From MarketWatch, some aren’t happy with the Vatican:
Rush Limbaugh: The pope is giving President Obama an orgasm
“The pope is ripping America, the pope ripping capitalism, the pope ripping Ronaldus Magnus, the pope ripping trickle-down economics” Limbaugh said during his radio program. “And Obama’s having an orgasm.”
But Rush has good reason to be happy as L.A. loses its only progressive talk radio station, notes LA Observed:
Rush Limbaugh moves stations, ending progressive talk in LA
Clear Channel is moving Limbaugh from KFI to KTLK — which will drop ‘progressive talk’ and become The Patriot 1150, with Sean Hannity and Glenn Beck also on board.
From Bloomberg, another asusterian gift from the Tea Party:
Unemployment Benefit Lapse Will Cut Jobs, Report Says
The Obama administration, bolstering a sustained push by Democrats to extend emergency unemployment benefits, said today that a lapse may cost the U.S. as many as 240,000 jobs in 2014.

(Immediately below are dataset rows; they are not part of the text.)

#![allow(dead_code)]

use std::sync::{Arc, OnceLock};

use axum::Router;
use axum::body::Body;
use axum::http::{Request, StatusCode};
use chrono::{Duration, NaiveTime, Utc};
use http_body_util::BodyExt;
use registrar::router::init_router;
use registrar::state::AppState;
use registrar_cache::MemoryTokenStore;
use registrar_config::{CorsConfig, SessionConfig};
use registrar_core::hash_password;
use registrar_db::MemoryRecordStore;
use registrar_models::{
    Admin, AdminId, ClassroomId, Intake, IntakeId, Lecturer, LecturerId, ProgramId,
    SessionOffering, SessionOfferingId, Student, StudentId, SubjectId,
};
use serde_json::{Value, json};
use tower::ServiceExt;

pub const PASSWORD: &str = "s3cret-pass";
pub const ADMIN_USERNAME: &str = "registrar";
/// `Basic base64("registrar:s3cret-pass")`
pub const ADMIN_BASIC: &str = "Basic cmVnaXN0cmFyOnMzY3JldC1wYXNz";
/// `Basic base64("registrar:wrong-pass")`
pub const ADMIN_BASIC_WRONG: &str = "Basic cmVnaXN0cmFyOndyb25nLXBhc3M=";

pub const LECTURER_EMAIL: &str = "turing@example.com";
pub const OTHER_LECTURER_EMAIL: &str = "hopper@example.com";
pub const STUDENT_CODE: &str = "S0001";
pub const CLASSMATE_CODE: &str = "S0002";
pub const OUTSIDER_CODE: &str = "S0003";

/// bcrypt is slow; every fixture principal shares one hash.
fn password_hash() -> &'static str {
    static HASH: OnceLock<String> = OnceLock::new();
    HASH.get_or_init(|| hash_password(PASSWORD).unwrap())
}

pub struct Fixture {
    pub admin: AdminId,
    pub lecturer: LecturerId,
    pub other_lecturer: LecturerId,
    pub student: StudentId,
    pub classmate: StudentId,
    pub outsider: StudentId,
    /// Offering whose intake starts in two days, so enrollment is open.
    pub offering: SessionOfferingId,
    /// Offering whose intake starts in thirty days.
    pub closed_offering: SessionOfferingId,
    /// Open offering taught by the other lecturer.
    pub foreign_offering: SessionOfferingId,
}

pub struct TestApp {
    pub app: Router,
    pub store: MemoryRecordStore,
    pub tokens: MemoryTokenStore,
    pub fx: Fixture,
}

pub async fn setup_test_app() -> TestApp {
    let store = MemoryRecordStore::new();
    let tokens = MemoryTokenStore::new();
    let fx = seed(&store).await;

    let state = AppState::new(
        Arc::new(store.clone()),
        Arc::new(tokens.clone()),
        SessionConfig::default(),
        CorsConfig::parse("http://localhost:5173"),
    );

    TestApp {
        app: init_router(state),
        store,
        tokens,
        fx,
    }
}

async fn seed(store: &MemoryRecordStore) -> Fixture {
    let now = Utc::now();
    let program = ProgramId::new();
    let other_program = ProgramId::new();

    let admin = Admin {
        id: AdminId::new(),
        username: ADMIN_USERNAME.into(),
        password: password_hash().into(),
        created_at: now,
        updated_at: None,
    };
    let lecturer = lecturer_row(LECTURER_EMAIL, "Alan Turing");
    let other_lecturer = lecturer_row(OTHER_LECTURER_EMAIL, "Grace Hopper");

    let open_intake = intake_row("Open intake", now + Duration::days(2));
    let closed_intake = intake_row("Later intake", now + Duration::days(30));

    let student = student_row(STUDENT_CODE, program, open_intake.id);
    let classmate = student_row(CLASSMATE_CODE, program, open_intake.id);
    let outsider = student_row(OUTSIDER_CODE, other_program, open_intake.id);

    let offering = offering_row(lecturer.id, open_intake.id, program);
    let closed_offering = offering_row(lecturer.id, closed_intake.id, program);
    let foreign_offering = offering_row(other_lecturer.id, open_intake.id, program);

    let fx = Fixture {
        admin: admin.id,
        lecturer: lecturer.id,
        other_lecturer: other_lecturer.id,
        student: student.id,
        classmate: classmate.id,
        outsider: outsider.id,
        offering: offering.id,
        closed_offering: closed_offering.id,
        foreign_offering: foreign_offering.id,
    };

    store.insert_admin(admin).await;
    store.insert_lecturer(lecturer).await;
    store.insert_lecturer(other_lecturer).await;
    store.insert_intake(open_intake).await;
    store.insert_intake(closed_intake).await;
    for s in [student, classmate, outsider] {
        store.insert_student(s).await;
    }
    for o in [offering, closed_offering, foreign_offering] {
        store.insert_session_offering(o).await;
    }

    fx
}

fn lecturer_row(email: &str, name: &str) -> Lecturer {
    Lecturer {
        id: LecturerId::new(),
        name: name.into(),
        email: email.into(),
        password: password_hash().into(),
        created_at: Utc::now(),
        updated_at: None,
    }
}

fn intake_row(name: &str, start: chrono::DateTime<Utc>) -> Intake {
    Intake {
        id: IntakeId::new(),
        name: name.into(),
        start_date: start,
        end_date: start + Duration::days(120),
    }
}

fn student_row(code: &str, program: ProgramId, intake: IntakeId) -> Student {
    Student {
        id: StudentId::new(),
        program_id: program,
        intake_id: intake,
        student_code: code.into(),
        name: format!("Student {code}"),
        email: format!("{}@example.com", code.to_lowercase()),
        password: password_hash().into(),
        is_active: true,
        created_at: Utc::now(),
        updated_at: None,
    }
}

fn offering_row(lecturer: LecturerId, intake: IntakeId, program: ProgramId) -> SessionOffering {
    SessionOffering {
        id: SessionOfferingId::new(),
        subject_id: SubjectId::new(),
        lecturer_id: lecturer,
        intake_id: intake,
        classroom_id: ClassroomId::new(),
        program_id: program,
        day: "Tuesday".into(),
        start_time: NaiveTime::from_hms_opt(10, 0, 0).unwrap(),
        end_time: NaiveTime::from_hms_opt(12, 0, 0).unwrap(),
        created_at: Utc::now(),
    }
}

impl TestApp {
    /// Sends a request and returns the status with the parsed body.
    /// Non-JSON bodies come back as `Value::Null`.
    pub async fn send(
        &self,
        method: &str,
        uri: &str,
        session: Option<&str>,
        body: Option<Value>,
    ) -> (StatusCode, Value) {
        send_to(&self.app, method, uri, session, body).await
    }

    pub async fn dispatch(&self, request: Request<Body>) -> (StatusCode, Value) {
        dispatch_to(&self.app, request).await
    }

    pub async fn login_admin(&self) -> String {
        self.login("/api/v1/admin/login", json!({ "username": ADMIN_USERNAME, "password": PASSWORD }))
            .await
    }

    pub async fn login_lecturer(&self) -> String {
        self.login("/api/v1/lecturer/login", json!({ "email": LECTURER_EMAIL, "password": PASSWORD }))
            .await
    }

    pub async fn login_other_lecturer(&self) -> String {
        self.login(
            "/api/v1/lecturer/login",
            json!({ "email": OTHER_LECTURER_EMAIL, "password": PASSWORD }),
        )
        .await
    }

    pub async fn login_student(&self, code: &str) -> String {
        self.login("/api/v1/student/login", json!({ "student_code": code, "password": PASSWORD }))
            .await
    }

    async fn login(&self, uri: &str, body: Value) -> String {
        let (status, body) = self.send("POST", uri, None, Some(body)).await;
        assert_eq!(status, StatusCode::OK, "login failed: {body}");
        body["data"]["session"].as_str().unwrap().to_string()
    }

    /// Enrolls `code` into `offering` and returns the enrollment id.
    pub async fn enroll(&self, code: &str, offering: SessionOfferingId) -> String {
        let session = self.login_student(code).await;
        let (status, body) = self
            .send(
                "POST",
                "/api/v1/student-enrolls",
                Some(&session),
                Some(json!({ "session_id": offering })),
            )
            .await;
        assert_eq!(status, StatusCode::CREATED, "enroll failed: {body}");
        body["data"]["id"].as_str().unwrap().to_string()
    }
}

/// Like [`TestApp::send`] for a router built outside the fixture.
pub async fn send_to(
    app: &Router,
    method: &str,
    uri: &str,
    session: Option<&str>,
    body: Option<Value>,
) -> (StatusCode, Value) {
    let mut builder = Request::builder().method(method).uri(uri);
    if let Some(session) = session {
        builder = builder.header("session", session);
    }
    let request = match body {
        Some(body) => builder
            .header("content-type", "application/json")
            .body(Body::from(serde_json::to_vec(&body).unwrap()))
            .unwrap(),
        None => builder.body(Body::empty()).unwrap(),
    };

    dispatch_to(app, request).await
}

pub async fn dispatch_to(app: &Router, request: Request<Body>) -> (StatusCode, Value) {
    let response = app.clone().oneshot(request).await.unwrap();
    let status = response.status();
    let bytes = response.into_body().collect().await.unwrap().to_bytes();
    let body = serde_json::from_slice(&bytes).unwrap_or(Value::Null);
    (status, body)
}

pub fn error_message(body: &Value) -> &str {
    body["errors"][0].as_str().unwrap_or_default()
}
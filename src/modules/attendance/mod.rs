pub mod controller;
pub mod router;
pub mod service;

pub use router::init_attendance_router;
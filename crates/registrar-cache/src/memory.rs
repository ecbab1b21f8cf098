//! In-process [`TokenStore`].
//!
//! Expired entries are dropped when read and swept on every write, so keys
//! that are never read again do not accumulate.

use async_trait::async_trait;
use std::collections::HashMap;
use std::sync::Arc;
use std::time::Duration;
use tokio::sync::RwLock;
use tokio::time::Instant;

use crate::store::{CacheError, TokenStore};

#[derive(Debug, Clone)]
struct Entry {
    value: String,
    expires_at: Instant,
}

#[derive(Debug, Clone, Default)]
pub struct MemoryTokenStore {
    entries: Arc<RwLock<HashMap<String, Entry>>>,
}

impl MemoryTokenStore {
    pub fn new() -> Self {
        Self::default()
    }

    /// Number of entries that have not yet expired.
    pub async fn live_len(&self) -> usize {
        let now = Instant::now();
        self.entries
            .read()
            .await
            .values()
            .filter(|entry| entry.expires_at > now)
            .count()
    }
}

#[async_trait]
impl TokenStore for MemoryTokenStore {
    async fn set_with_expiry(
        &self,
        key: &str,
        value: &str,
        ttl: Duration,
    ) -> Result<(), CacheError> {
        let now = Instant::now();
        let entry = Entry {
            value: value.to_string(),
            expires_at: now + ttl,
        };
        let mut entries = self.entries.write().await;
        entries.retain(|_, entry| entry.expires_at > now);
        entries.insert(key.to_string(), entry);
        Ok(())
    }

    async fn get(&self, key: &str) -> Result<Option<String>, CacheError> {
        let now = Instant::now();
        {
            let entries = self.entries.read().await;
            match entries.get(key) {
                Some(entry) if entry.expires_at > now => return Ok(Some(entry.value.clone())),
                Some(_) => {}
                None => return Ok(None),
            }
        }

        // expired; purge under the write lock unless it was rewritten meanwhile
        let mut entries = self.entries.write().await;
        if entries.get(key).is_some_and(|entry| entry.expires_at <= now) {
            entries.remove(key);
        }
        Ok(None)
    }

    async fn delete(&self, key: &str) -> Result<(), CacheError> {
        self.entries.write().await.remove(key);
        Ok(())
    }
}
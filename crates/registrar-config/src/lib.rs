//! # Registrar Config
//!
//! Configuration structures loaded from environment variables:
//!
//! - [`cors`]: CORS (Cross-Origin Resource Sharing) configuration
//! - [`server`]: Bind address, storage backend and metrics switch
//! - [`session`]: Session key namespace, lifetime and request header
//!
//! # Example
//!
//! ```ignore
//! use registrar_config::{CorsConfig, ServerConfig, SessionConfig};
//!
//! let cors_config = CorsConfig::from_env();
//! let server_config = ServerConfig::from_env();
//! let session_config = SessionConfig::from_env();
//! ```

pub mod cors;
pub mod server;
pub mod session;

pub use cors::CorsConfig;
pub use server::{ServerConfig, StoreBackend};
pub use session::SessionConfig;
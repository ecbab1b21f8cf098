use bcrypt::{DEFAULT_COST, hash, verify};

use crate::errors::AppError;

pub fn hash_password(password: &str) -> Result<String, AppError> {
    hash(password, DEFAULT_COST)
        .map_err(|e| AppError::internal(anyhow::anyhow!("Failed to hash password: {}", e)))
}

pub fn verify_password(password: &str, hash: &str) -> Result<bool, AppError> {
    verify(password, hash)
        .map_err(|e| AppError::internal(anyhow::anyhow!("Failed to verify password: {}", e)))
}
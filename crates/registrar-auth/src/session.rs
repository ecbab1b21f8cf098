use registrar_cache::{CacheError, TokenStore};
use registrar_config::SessionConfig;
use serde::{Deserialize, Serialize};
use std::sync::Arc;
use std::time::Duration;
use tracing::{debug, instrument};
use uuid::Uuid;

use crate::role::Role;

/// The payload stored under a session key.
#[derive(Debug, Clone, Copy, PartialEq, Eq, Serialize, Deserialize)]
pub struct SessionData {
    pub user_id: Uuid,
    pub role: Role,
}

#[derive(Debug, thiserror::Error)]
pub enum SessionError {
    /// Absent, expired or empty key.
    #[error("session not found")]
    NotFound,

    #[error("session store error: {0}")]
    Store(#[from] CacheError),

    #[error("malformed session payload: {0}")]
    Decode(#[from] serde_json::Error),
}

/// Mints and resolves opaque session keys.
///
/// Cloning is cheap; all clones share the same store handle.
#[derive(Clone)]
pub struct SessionManager {
    store: Arc<dyn TokenStore>,
    config: SessionConfig,
}

impl std::fmt::Debug for SessionManager {
    fn fmt(&self, f: &mut std::fmt::Formatter<'_>) -> std::fmt::Result {
        f.debug_struct("SessionManager")
            .field("config", &self.config)
            .finish_non_exhaustive()
    }
}

impl SessionManager {
    pub fn new(store: Arc<dyn TokenStore>, config: SessionConfig) -> Self {
        Self { store, config }
    }

    pub fn config(&self) -> &SessionConfig {
        &self.config
    }

    /// Name of the request header carrying the session key.
    pub fn header_name(&self) -> &str {
        &self.config.header_name
    }

    /// Writes a new session for the principal and returns its key.
    ///
    /// Every call mints a fresh key; earlier keys for the same principal stay
    /// valid until their own expiry.
    #[instrument(skip(self), fields(session.role = %role))]
    pub async fn store(&self, user_id: Uuid, role: Role) -> Result<String, SessionError> {
        let key = self.config.key_for(&Uuid::new_v4().to_string());
        let payload = serde_json::to_string(&SessionData { user_id, role })?;

        self.store
            .set_with_expiry(&key, &payload, Duration::from_secs(self.config.ttl_seconds))
            .await?;

        debug!(%user_id, "Session stored");
        Ok(key)
    }

    #[instrument(skip(self, key))]
    pub async fn resolve(&self, key: &str) -> Result<SessionData, SessionError> {
        let key = key.trim();
        if key.is_empty() {
            return Err(SessionError::NotFound);
        }

        let payload = self.store.get(key).await?.ok_or(SessionError::NotFound)?;
        Ok(serde_json::from_str(&payload)?)
    }

    /// Deletes the session. Unknown keys are not an error.
    #[instrument(skip(self, key))]
    pub async fn revoke(&self, key: &str) -> Result<(), SessionError> {
        let key = key.trim();
        if key.is_empty() {
            return Ok(());
        }

        self.store.delete(key).await?;
        debug!("Session revoked");
        Ok(())
    }
}
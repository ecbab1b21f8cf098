#[derive(Debug, thiserror::Error)]
pub enum StoreError {
    #[error("record not found")]
    NotFound,

    /// A uniqueness rule rejected the write.
    #[error("conflict: {0}")]
    Conflict(String),

    #[error("database error: {0}")]
    Database(sqlx::Error),
}

impl From<sqlx::Error> for StoreError {
    fn from(err: sqlx::Error) -> Self {
        match err {
            sqlx::Error::RowNotFound => StoreError::NotFound,
            sqlx::Error::Database(ref db) if db.is_unique_violation() => {
                StoreError::Conflict(db.message().to_string())
            }
            other => StoreError::Database(other),
        }
    }
}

An estimated 1.3 million unemployed workers would immediately lose benefits if the emergency program — extended repeatedly since its inception in 2008 — is allowed to expire on Dec. 28, according to the report drafted by President Barack Obama’s Council on Economic Advisers and the Labor Department. During 2014, 3.6 million more would have their benefits cut off.
The Los Angeles Times covers a job action:
County social workers strike over pay, high caseloads
Los Angeles County social workers took to the picket lines on Thursday, the first county strike in more than a decade and a sharp escalation of a labor dispute between the county and its biggest employee union.
The New York Times covers another:
Fast-Food Workers Walk Off Jobs, Rally for Higher Minimum Wage
Fast-food workers in hundreds of cities across the United States kicked off a day of strikes and rallies on Thursday to demand a higher minimum wage. The largest job actions were expected in New York and Washington, organizers said.
Workers want the federal minimum wage raised to $15 from $7.25, saying the current rate is not enough to live on. Critics counter that doubling the minimum wage would cost jobs, forcing employers to cut back on the number of workers.
And CNBC sounds a very sour note:
McFail: McDonald’s out-of-touch tipping advice to employees
Fast-food giant McDonald’s has committed yet another employee advice blunder, listing pricey suggestions for tipping au pairs, personal fitness trainers and pool cleaners from etiquette maven Emily Post on its worker resource website.
This advice comes as fast-food workers from 100 cities across the nation push for $15-an-hour pay, a far cry from the wages most earn, in a mass strike on Thursday.
But the question is, just how long willl those jobs even exist. Consider this from Slate:
Look Out, Waiters: Applebee’s Is Putting a Tablet at Every Table
Score one for the machines. On Tuesday, Applebee’s announced plans to install a tablet at every table in its 1,860 restaurants across the United States. Customers will be able to use the devices to order food, pay the bill, and ignore their dining companions by playing video games.
Chili’s unveiled basically the same plan three months ago.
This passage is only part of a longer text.